This applies whether you’re ghostwriting a memoir or writing sales copy for a SaaS product. The reader should feel like you’re speaking directly to them, understanding their specific situation and offering a solution tailored to their needs.
Make Every Word Earn Its Place
Ogilvy admired simple, direct language. He believed jargon and complexity were signs of laziness or attempts to deceive. His copy favored short sentences and familiar words.
After completing a draft, go through each paragraph and ask what would be lost if you removed a sentence. Then go through each sentence and ask what would be lost if you removed a word. The goal is density. Every element should contribute.
Avoid these common mistakes:
- Adjectives that add no information (“very unique,” “extremely excellent”)
- Phrases that delay the point (“it is interesting to note that,” “the fact of the matter is”)
- Passive constructions that obscure who did what (“mistakes were made” instead of “we made mistakes”)
When ghostwriting, this discipline becomes even more critical. You’re writing in someone else’s voice, which means every word must sound natural to them. Record conversations. Note their favorite phrases. Pay attention to sentence rhythm.

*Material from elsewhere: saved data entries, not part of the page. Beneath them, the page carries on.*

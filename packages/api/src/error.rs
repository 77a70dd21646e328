//! Errors returned by [`crate::ApiClient`] calls.

use thiserror::Error;

/// Text shown when the request never got an answer.
pub const NETWORK_ERROR_MESSAGE: &str = "Network error. Please try again.";

#[derive(Debug, Clone, PartialEq, Error)]
pub enum ApiError {
    /// The request could not be sent or the response could not be read.
    #[error("network error: {0}")]
    Network(String),

    /// The server answered with a non-2xx status.
    #[error("server returned {status}: {}", message.as_deref().unwrap_or("no message"))]
    Server { status: u16, message: Option<String> },

    /// The server answered 2xx but flagged the operation as failed
    /// (`"success": false`) or left out the payload the call needs.
    #[error("request rejected: {}", message.as_deref().unwrap_or("no message"))]
    Rejected { message: Option<String> },

    /// The body was not the JSON shape the call expects.
    #[error("unexpected response: {0}")]
    Decode(String),
}

impl ApiError {
    /// Message supplied by the server, if any.
    pub fn server_message(&self) -> Option<&str> {
        match self {
            ApiError::Server { message, .. } | ApiError::Rejected { message } => {
                message.as_deref().filter(|m| !m.trim().is_empty())
            }
            ApiError::Network(_) | ApiError::Decode(_) => None,
        }
    }

    /// Text to show the user: the server's message, the generic network text,
    /// or the screen's `fallback`.
    pub fn user_message(&self, fallback: &str) -> String {
        match self {
            ApiError::Network(_) => NETWORK_ERROR_MESSAGE.to_string(),
            _ => self.server_message().unwrap_or(fallback).to_string(),
        }
    }

    pub fn is_network(&self) -> bool {
        matches!(self, ApiError::Network(_))
    }
}

impl From<reqwest::Error> for ApiError {
    fn from(e: reqwest::Error) -> Self {
        if e.is_decode() {
            ApiError::Decode(e.to_string())
        } else {
            ApiError::Network(e.to_string())
        }
    }
}
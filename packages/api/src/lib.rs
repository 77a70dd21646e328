//! # API crate — typed client for the AccessLens HTTP API
//!
//! Everything the UI needs to talk to the remote API and to keep track of who
//! is signed in. No Dioxus here: the session logic is plain data so it can be
//! exercised in unit tests with an in-memory store.
//!
//! ## Modules
//!
//! | Module | Purpose |
//! |--------|---------|
//! | [`auth`] | Auth endpoints (`/api/auth/*`), their request bodies, and the client-side [`Session`] |
//! | [`projects`] | Project endpoints (`/api/projects/*`) |
//! | [`models`] | [`User`] and [`Project`] as the API sends them |
//! | [`config`] | [`ApiConfig`]: the API origin from `API_BASE_URL` |
//! | [`error`] | [`ApiError`]: transport, status, rejection and decode failures |
//!
//! ## Calls
//!
//! All calls are `async` methods on [`ApiClient`]:
//!
//! - **Auth**: `login`, `register`, `logout`, `current_user`, `verify_email`,
//!   `resend_verification`, `upload_profile_pic`
//! - **Projects**: `list_projects`, `search_projects`, `get_project`,
//!   `create_project`, `update_project`

pub mod auth;
mod client;
pub mod config;
mod endpoint;
pub mod error;
pub mod models;
pub mod projects;

pub use auth::{
    LoginRequest, ProfilePicRequest, RegisterRequest, Session, VerifyEmailRequest,
    USER_STORAGE_KEY,
};
pub use client::{ApiClient, Reply};
pub use config::ApiConfig;
pub use error::{ApiError, NETWORK_ERROR_MESSAGE};
pub use models::{Project, ProjectPayload, User};

/// URL parser used to validate project addresses before they are sent.
pub use reqwest::Url;
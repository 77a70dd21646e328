//! This crate contains all shared UI for the workspace.

use dioxus::prelude::*;

pub mod views;

pub const APP_CSS: Asset = asset!("/assets/styling/app.css");

mod storage;
pub use storage::{make_store, PlatformStore};

mod navbar;
pub use navbar::{nav_items, NavItem, Navbar};

mod auth;
pub use auth::{sign_out, use_api, use_auth, AuthProvider, AuthState, RequireAuth, SessionGate};

mod sidebar;
pub use sidebar::RecentProjects;

pub mod dates;
pub mod forms;

pub mod components;
use api::{ApiError, Project};
use dioxus::prelude::*;

use crate::auth::{use_api, use_auth};
use crate::dates::{format_date, DateStyle};

const SIDEBAR_CSS: Asset = asset!("/assets/styling/sidebar.css");

/// How many projects the sidebar lists.
pub const RECENT_LIMIT: usize = 5;

/// First [`RECENT_LIMIT`] projects, in the order the server returned them.
pub fn recent(mut projects: Vec<Project>) -> Vec<Project> {
    projects.truncate(RECENT_LIMIT);
    projects
}

/// Recent-projects panel. Renders nothing for visitors.
#[component]
pub fn RecentProjects() -> Element {
    let auth = use_auth();
    let api = use_api();

    let projects = use_resource(move || {
        let api = api.clone();
        let authenticated = auth.read().is_authenticated();
        async move {
            if !authenticated {
                return Ok::<_, ApiError>(Vec::new());
            }
            api.list_projects().await.map(recent)
        }
    });

    if !auth.read().is_authenticated() {
        return rsx! {};
    }

    rsx! {
        document::Stylesheet { href: SIDEBAR_CSS }

        aside {
            class: "sidebar",

            div {
                class: "sidebar-header",
                h2 { "Recent Projects" }
                Link { class: "sidebar-new", to: "/create-project", "+ New Project" }
            }

            match &*projects.read() {
                None => rsx! {
                    div {
                        class: "sidebar-skeleton",
                        for i in 0..3 {
                            div { key: "{i}", class: "skeleton-line" }
                        }
                    }
                },
                Some(Err(e)) => rsx! {
                    p {
                        class: "sidebar-error",
                        {e.user_message("Failed to load projects")}
                    }
                },
                Some(Ok(list)) if list.is_empty() => rsx! {
                    div {
                        class: "sidebar-empty",
                        p { "No projects yet" }
                        Link { to: "/create-project", "Create your first project" }
                    }
                },
                Some(Ok(list)) => rsx! {
                    ul {
                        class: "sidebar-list",
                        for project in list.iter() {
                            li {
                                key: "{project.id}",
                                Link {
                                    to: format!("/dashboard/{}", project.id),
                                    span { class: "sidebar-project-name", "{project.name}" }
                                    span {
                                        class: "sidebar-project-date",
                                        {format_date(project.created_at, DateStyle::Short)}
                                    }
                                }
                            }
                        }
                    }
                },
            }
        }
    }
}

Then apply the same editing discipline to make their voice clear and powerful.
Build Your Copy Around a Big Idea
Strong copy needs an organizing principle—what Ogilvy called the Big Idea. This is the central concept that makes your writing memorable and gives it commercial force.
A Big Idea does three things: it captures attention, communicates a benefit, and creates an emotional connection. The Rolls-Royce ad accomplished all three with one sentence about an electric clock. The Hathaway shirt campaign used a fifty-cent eyepatch to create mystery and distinction.

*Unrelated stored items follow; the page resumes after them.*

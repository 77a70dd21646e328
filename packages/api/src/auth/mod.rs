//! Authentication endpoints (`/api/auth/*`).
//!
//! Every call here relies on the session cookie set by a successful
//! [`ApiClient::login`] or [`ApiClient::register`].

mod session;

pub use session::{Session, USER_STORAGE_KEY};

use serde::{Deserialize, Serialize};

use crate::client::{ensure_success, ApiClient, Reply};
use crate::endpoint::Endpoint;
use crate::error::ApiError;
use crate::models::User;

/// Body for `POST /api/auth/login`.
#[derive(Debug, Clone, Serialize, PartialEq, Eq)]
pub struct LoginRequest {
    pub email: String,
    pub password: String,
}

/// Body for `POST /api/auth/register`.
#[derive(Debug, Clone, Serialize, PartialEq, Eq)]
pub struct RegisterRequest {
    pub name: String,
    pub email: String,
    pub password: String,
}

/// Body for `POST /api/auth/verifyEmail`.
#[derive(Debug, Clone, Serialize, PartialEq, Eq)]
#[serde(rename_all = "camelCase")]
pub struct VerifyEmailRequest {
    pub verification_code: String,
}

/// Body for `POST /api/auth/upload-profile-pic`; `image` is a data URL.
#[derive(Debug, Clone, Serialize, PartialEq, Eq)]
pub struct ProfilePicRequest {
    pub image: String,
}

#[derive(Debug, Deserialize)]
struct UserResponse {
    #[serde(default)]
    success: Option<bool>,
    #[serde(default)]
    message: Option<String>,
    #[serde(default)]
    user: Option<User>,
}

#[derive(Debug, Deserialize)]
struct MessageResponse {
    #[serde(default)]
    success: Option<bool>,
    #[serde(default)]
    message: Option<String>,
}

#[derive(Debug, Deserialize)]
#[serde(rename_all = "camelCase")]
struct ProfilePicResponse {
    #[serde(default)]
    message: Option<String>,
    #[serde(default)]
    profile_pic: Option<String>,
}

impl ProfilePicResponse {
    fn into_reply(self) -> Reply<Option<String>> {
        Reply {
            data: self.profile_pic.filter(|pic| !pic.trim().is_empty()),
            message: self.message,
        }
    }
}

impl UserResponse {
    fn into_reply(self) -> Result<Reply<Option<User>>, ApiError> {
        ensure_success(self.success, &self.message)?;
        Ok(Reply {
            data: self.user,
            message: self.message,
        })
    }

    fn into_user_reply(self) -> Result<Reply<User>, ApiError> {
        let reply = self.into_reply()?;
        match reply.data {
            Some(user) => Ok(Reply {
                data: user,
                message: reply.message,
            }),
            None => Err(ApiError::Rejected {
                message: reply.message,
            }),
        }
    }
}

impl ApiClient {
    /// Sign in with email and password. The response sets the session cookie.
    pub async fn login(&self, request: &LoginRequest) -> Result<Reply<User>, ApiError> {
        let body: UserResponse = self
            .send(self.request(Endpoint::Login).json(request))
            .await?;
        body.into_user_reply()
    }

    /// Create an account. The API may sign the new user in straight away, in
    /// which case the reply carries the user.
    pub async fn register(
        &self,
        request: &RegisterRequest,
    ) -> Result<Reply<Option<User>>, ApiError> {
        let body: UserResponse = self
            .send(self.request(Endpoint::Register).json(request))
            .await?;
        body.into_reply()
    }

    /// Invalidate the server-side session.
    pub async fn logout(&self) -> Result<(), ApiError> {
        self.send_unit(self.request(Endpoint::Logout))
            .await
    }

    /// Ask the server who the session cookie belongs to.
    pub async fn current_user(&self) -> Result<User, ApiError> {
        let body: UserResponse = self
            .send(self.request(Endpoint::CurrentUser))
            .await?;
        Ok(body.into_user_reply()?.data)
    }

    pub async fn verify_email(
        &self,
        request: &VerifyEmailRequest,
    ) -> Result<Reply<Option<User>>, ApiError> {
        let body: UserResponse = self
            .send(self.request(Endpoint::VerifyEmail).json(request))
            .await?;
        body.into_reply()
    }

    pub async fn resend_verification(&self) -> Result<Reply<()>, ApiError> {
        let body: MessageResponse = self
            .send(self.request(Endpoint::ResendVerification))
            .await?;
        ensure_success(body.success, &body.message)?;
        Ok(Reply {
            data: (),
            message: body.message,
        })
    }

    /// Upload a new profile picture. The reply carries the stored picture
    /// reference when the server sends one back.
    pub async fn upload_profile_pic(
        &self,
        request: &ProfilePicRequest,
    ) -> Result<Reply<Option<String>>, ApiError> {
        let body: ProfilePicResponse = self
            .send(
                self.request(Endpoint::UploadProfilePic)
                    .json(request),
            )
            .await?;
        Ok(body.into_reply())
    }
}

#[cfg(test)]
mod tests {
    use super::*;
    use crate::client::decode;

    #[test]
    fn test_login_reply_requires_user() {
        let body: UserResponse = decode(200, r#"{"message":"Logged in"}"#).unwrap();
        assert_eq!(
            body.into_user_reply().unwrap_err(),
            ApiError::Rejected {
                message: Some("Logged in".to_string())
            }
        );

        let body: UserResponse = decode(
            200,
            r#"{"message":"Logged in","user":{"_id":"u1","email":"ada@example.com","isVerified":true}}"#,
        )
        .unwrap();
        let reply = body.into_user_reply().unwrap();
        assert_eq!(reply.data.id, "u1");
        assert_eq!(reply.message_or("Login successful!"), "Logged in");
    }

    #[test]
    fn test_session_check_rejects_unsuccessful_body() {
        let body: UserResponse = decode(
            200,
            r#"{"success":false,"message":"Not authenticated","user":null}"#,
        )
        .unwrap();
        assert!(matches!(
            body.into_user_reply(),
            Err(ApiError::Rejected { .. })
        ));
    }

    #[test]
    fn test_register_reply_user_is_optional() {
        let body: UserResponse =
            decode(201, r#"{"message":"Account created. Check your email."}"#).unwrap();
        let reply = body.into_reply().unwrap();
        assert!(reply.data.is_none());
        assert_eq!(
            reply.message.as_deref(),
            Some("Account created. Check your email.")
        );
    }

    #[test]
    fn test_request_bodies() {
        let body = serde_json::to_value(VerifyEmailRequest {
            verification_code: "123456".to_string(),
        })
        .unwrap();
        assert_eq!(body, serde_json::json!({ "verificationCode": "123456" }));

        let body = serde_json::to_value(RegisterRequest {
            name: "Ada".to_string(),
            email: "ada@example.com".to_string(),
            password: "secret1".to_string(),
        })
        .unwrap();
        assert_eq!(
            body,
            serde_json::json!({
                "name": "Ada",
                "email": "ada@example.com",
                "password": "secret1"
            })
        );
    }

    #[test]
    fn test_profile_pic_reply() {
        let body: ProfilePicResponse = decode(
            200,
            r#"{"message":"Uploaded","profilePic":"/uploads/u1.png"}"#,
        )
        .unwrap();
        let reply = body.into_reply();
        assert_eq!(reply.data.as_deref(), Some("/uploads/u1.png"));

        // Accepted without a reference: the caller keeps the current picture.
        let body: ProfilePicResponse = decode(200, r#"{"message":"Uploaded"}"#).unwrap();
        let reply = body.into_reply();
        assert_eq!(reply.data, None);
        assert_eq!(reply.message.as_deref(), Some("Uploaded"));
    }
}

To find your Big Idea, start with verifiable product truths. List every concrete fact. Look for what feels counterintuitive or unresolved. Ask yourself:
- What would make someone pause mid-sentence?

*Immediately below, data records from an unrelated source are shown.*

use dioxus::prelude::*;

use super::VIEWS_CSS;
use crate::auth::{use_api, use_auth};
use crate::forms::{sanitize_code, validate_code, CODE_LEN};
use crate::components::{use_toast, ToastOptions};

#[component]
pub fn VerifyEmailView() -> Element {
    let mut auth = use_auth();
    let api = use_api();
    let nav = use_navigator();
    let toasts = use_toast();
    let mut code = use_signal(String::new);
    let mut verifying = use_signal(|| false);
    let mut resending = use_signal(|| false);

    let verify_api = api.clone();
    let handle_verify = move |evt: FormEvent| {
        evt.prevent_default();
        if verifying() {
            return;
        }
        let request = match validate_code(&code.read()) {
            Ok(request) => request,
            Err(e) => {
                toasts.error(e.to_string(), ToastOptions::new());
                return;
            }
        };
        let api = verify_api.clone();
        verifying.set(true);
        spawn(async move {
            match api.verify_email(&request).await {
                Ok(reply) => {
                    verifying.set(false);
                    toasts.success(
                        reply.message_or("Email verified successfully!"),
                        ToastOptions::new(),
                    );
                    let current = auth.peek().user().cloned();
                    if let Some(user) = reply.data.or(current) {
                        auth.write().update_user(user.verified());
                    }
                    nav.push("/");
                }
                Err(e) => {
                    verifying.set(false);
                    tracing::warn!("Email verification failed: {e}");
                    toasts.error(e.user_message("Verification failed"), ToastOptions::new());
                }
            }
        });
    };

    let handle_resend = move |_| {
        if resending() {
            return;
        }
        let api = api.clone();
        resending.set(true);
        spawn(async move {
            match api.resend_verification().await {
                Ok(reply) => toasts.success(
                    reply.message_or("Verification email sent successfully!"),
                    ToastOptions::new(),
                ),
                Err(e) => {
                    tracing::warn!("Resending verification failed: {e}");
                    toasts.error(
                        e.user_message("Failed to resend verification email"),
                        ToastOptions::new(),
                    );
                }
            }
            resending.set(false);
        });
    };

    let user = auth.read().user().cloned();

    if user.as_ref().is_some_and(|u| u.is_verified) {
        return rsx! {
            document::Stylesheet { href: VIEWS_CSS }
            div {
                class: "view-page auth-page",
                div {
                    class: "card-form centered",
                    h1 { class: "view-title", "Already Verified" }
                    p { class: "view-muted", "Your email is already verified" }
                    button {
                        class: "button primary wide",
                        onclick: move |_| {
                            nav.push("/");
                        },
                        "Go to Home"
                    }
                }
            }
        };
    }

    let hint = match &user {
        Some(user) => format!("We've sent a verification code to {}", user.email),
        None => "Enter the verification code sent to your email".to_string(),
    };

    rsx! {
        document::Stylesheet { href: VIEWS_CSS }

        div {
            class: "view-page auth-page",
            form {
                class: "card-form",
                onsubmit: handle_verify,

                h1 { class: "view-title", "Verify Your Email" }
                p { class: "view-muted", "{hint}" }

                div {
                    class: "form-field",
                    label { r#for: "verify-code", "Verification Code" }
                    input {
                        id: "verify-code",
                        class: "code-input",
                        r#type: "text",
                        inputmode: "numeric",
                        maxlength: CODE_LEN as i64,
                        placeholder: "000000",
                        value: code(),
                        oninput: move |evt: FormEvent| code.set(sanitize_code(&evt.value())),
                    }
                }

                button {
                    class: "button primary wide",
                    r#type: "submit",
                    disabled: verifying(),
                    if verifying() { "Verifying..." } else { "Verify Email" }
                }

                div {
                    class: "resend",
                    span { class: "view-muted", "Didn't receive the code? " }
                    button {
                        class: "link-button",
                        r#type: "button",
                        disabled: resending(),
                        onclick: handle_resend,
                        if resending() { "Sending..." } else { "Resend Code" }
                    }
                }

                button {
                    class: "button secondary wide",
                    r#type: "button",
                    onclick: move |_| {
                        nav.push("/");
                    },
                    "Back to Home"
                }
            }
        }
    }
}
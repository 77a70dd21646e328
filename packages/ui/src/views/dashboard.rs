use dioxus::prelude::*;

use super::VIEWS_CSS;
use crate::auth::use_api;
use crate::forms::ProjectForm;
use crate::components::{use_toast, ToastOptions};

/// Edit screen for a single project.
#[component]
pub fn DashboardView(id: String) -> Element {
    let api = use_api();
    let nav = use_navigator();
    let toasts = use_toast();
    let mut form = use_signal(ProjectForm::default);
    let mut loading = use_signal(|| true);
    let mut updating = use_signal(|| false);

    // Track the id in a signal so the loader re-runs when the route param changes
    let mut project_id = use_signal(|| id.clone());
    if *project_id.peek() != id {
        project_id.set(id.clone());
    }

    let loader_api = api.clone();
    let _loader = use_resource(move || {
        let api = loader_api.clone();
        let id = project_id();
        async move {
            loading.set(true);
            match api.get_project(&id).await {
                Ok(project) => {
                    form.set(ProjectForm::from_project(&project));
                    loading.set(false);
                }
                Err(e) if e.is_network() => {
                    loading.set(false);
                    toasts.error("Failed to load project".to_string(), ToastOptions::new());
                }
                Err(e) => {
                    tracing::warn!("Project {id} unavailable: {e}");
                    toasts.error("Project not found".to_string(), ToastOptions::new());
                    nav.push("/");
                }
            }
        }
    });

    let handle_submit = move |evt: FormEvent| {
        evt.prevent_default();
        if updating() {
            return;
        }
        let payload = match form.read().validate_edit() {
            Ok(payload) => payload,
            Err(e) => {
                toasts.error(e.to_string(), ToastOptions::new());
                return;
            }
        };
        let api = api.clone();
        let id = project_id();
        updating.set(true);
        spawn(async move {
            match api.update_project(&id, &payload).await {
                Ok(reply) => {
                    updating.set(false);
                    toasts.success(
                        reply.message_or("Project updated successfully"),
                        ToastOptions::new(),
                    );
                    nav.push("/");
                }
                Err(e) => {
                    updating.set(false);
                    tracing::warn!("Project update failed: {e}");
                    let message = if e.is_network() {
                        "Update failed. Try again.".to_string()
                    } else {
                        e.user_message("Update failed")
                    };
                    toasts.error(message, ToastOptions::new());
                }
            }
        });
    };

    if loading() {
        return rsx! {
            div { class: "view-page view-loading", "Loading..." }
        };
    }

    rsx! {
        document::Stylesheet { href: VIEWS_CSS }

        div {
            class: "view-page form-page",
            h1 { class: "view-title", "Edit Project" }

            form {
                class: "card-form",
                onsubmit: handle_submit,

                div {
                    class: "form-field",
                    label { r#for: "edit-name", "Project Name" }
                    input {
                        id: "edit-name",
                        r#type: "text",
                        placeholder: "Project Name",
                        value: form.read().name.clone(),
                        oninput: move |evt: FormEvent| form.write().name = evt.value(),
                    }
                }

                div {
                    class: "form-field",
                    label { r#for: "edit-url", "Project URL" }
                    input {
                        id: "edit-url",
                        r#type: "url",
                        placeholder: "Project URL",
                        value: form.read().url.clone(),
                        oninput: move |evt: FormEvent| form.write().url = evt.value(),
                    }
                }

                div {
                    class: "form-field",
                    label { r#for: "edit-description", "Description" }
                    textarea {
                        id: "edit-description",
                        rows: 6,
                        placeholder: "Project Description",
                        value: form.read().description.clone(),
                        oninput: move |evt: FormEvent| form.write().description = evt.value(),
                    }
                }

                div {
                    class: "form-actions",
                    button {
                        class: "button primary",
                        r#type: "submit",
                        disabled: updating(),
                        if updating() { "Updating..." } else { "Update Project" }
                    }
                    button {
                        class: "button secondary",
                        r#type: "button",
                        onclick: move |_| {
                            nav.push("/");
                        },
                        "Cancel"
                    }
                }
            }
        }
    }
}
use dioxus::prelude::*;

use super::VIEWS_CSS;
use crate::auth::{use_api, use_auth};
use crate::forms::LoginForm;
use crate::components::{use_toast, ToastOptions};

#[component]
pub fn LoginView() -> Element {
    let mut auth = use_auth();
    let api = use_api();
    let nav = use_navigator();
    let toasts = use_toast();
    let mut form = use_signal(LoginForm::default);
    let mut submitting = use_signal(|| false);

    let handle_submit = move |evt: FormEvent| {
        evt.prevent_default();
        if submitting() {
            return;
        }
        let request = match form.read().validate() {
            Ok(request) => request,
            Err(e) => {
                toasts.error(e.to_string(), ToastOptions::new());
                return;
            }
        };
        let api = api.clone();
        submitting.set(true);
        spawn(async move {
            match api.login(&request).await {
                Ok(reply) => {
                    submitting.set(false);
                    toasts.success(reply.message_or("Login successful!"), ToastOptions::new());
                    auth.write().login(reply.data);
                    nav.push("/");
                }
                Err(e) => {
                    submitting.set(false);
                    tracing::warn!("Login failed: {e}");
                    toasts.error(e.user_message("Login failed"), ToastOptions::new());
                }
            }
        });
    };

    // Already signed in
    if auth.read().is_authenticated() {
        nav.replace("/");
        return rsx! {};
    }

    rsx! {
        document::Stylesheet { href: VIEWS_CSS }

        div {
            class: "view-page auth-page",
            form {
                class: "card-form",
                onsubmit: handle_submit,

                h1 { class: "view-title", "Login" }

                div {
                    class: "form-field",
                    label { r#for: "login-email", "Email" }
                    input {
                        id: "login-email",
                        r#type: "email",
                        autocomplete: "email",
                        placeholder: "you@example.com",
                        value: form.read().email.clone(),
                        oninput: move |evt: FormEvent| form.write().email = evt.value(),
                    }
                }

                div {
                    class: "form-field",
                    label { r#for: "login-password", "Password" }
                    input {
                        id: "login-password",
                        r#type: "password",
                        autocomplete: "current-password",
                        value: form.read().password.clone(),
                        oninput: move |evt: FormEvent| form.write().password = evt.value(),
                    }
                }

                button {
                    class: "button primary wide",
                    r#type: "submit",
                    disabled: submitting(),
                    if submitting() { "Logging in..." } else { "Login" }
                }

                p {
                    class: "view-muted",
                    "Don't have an account? "
                    Link { to: "/signup", "Sign Up" }
                }
            }
        }
    }
}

- What contradicts common assumptions?
- What invites the reader to think, “How can that be true?”
The Big Idea should be expressible in one clear sentence. If it takes a paragraph to explain, keep working. Dove didn’t say “better soap”—it claimed to “make soap old-fashioned.” That reframing created a category of one.
When ghostwriting, the Big Idea might be the core message or lesson someone wants to share. A business leader might have built a company on a contrarian belief. An expert might have a method that contradicts industry norms. Find that organizing principle and build everything around it.
Structure Your Copy for Maximum Impact
Once you have your Big Idea, structure becomes critical. Whether you’re writing a sales letter, a blog post, or a book chapter, the architecture should guide readers smoothly from attention to action.
Start with your strongest material. Open with a surprising fact, a bold statement, or a concrete example that demonstrates the problem you’re solving. Don’t waste time clearing your throat.
Break your content into clearly labeled sections using headings and subheadings. Use short paragraphs. Add bullet points when you’re listing features, steps, or benefits. Make the copy scannable.
Include specific examples and numbers. Ogilvy’s Rolls-Royce ad promised “13 reasons why this is the best car in the world.” The specificity creates credibility and gives readers a clear expectation of what they’ll learn.
End with a clear call to action. Tell readers exactly what to do next. Don’t assume they’ll figure it out. Make it easy.
When ghostwriting longer pieces like business books or memoirs, the same principles apply at a larger scale. Each chapter needs its own Big Idea. Each section needs to advance the reader’s understanding. Cut anything that feels like filler.
Tell the Truth, Interestingly
Ogilvy believed consumers deserved honesty and could detect insincerity. The best copy is built on facts, not puffery. A claim backed by evidence outperforms a superlative every time.
This principle matters even more when you’re ghostwriting. Readers respond to authenticity. A business story that includes setbacks and uncertainties feels true. A story that presents an unbroken string of triumphs feels like marketing.
When Ogilvy wrote about Rolls-Royce, he didn’t say it was the best car in the world. He told readers about the electric clock. When writing about yourself or your client, look for the equivalent detail: the specific moment, the concrete fact, the telling observation that lets readers draw their own conclusions.
Document everything. Keep transcripts of interviews. Save emails. When someone questions a claim, you should be able to point to the source. This protects both you and your client.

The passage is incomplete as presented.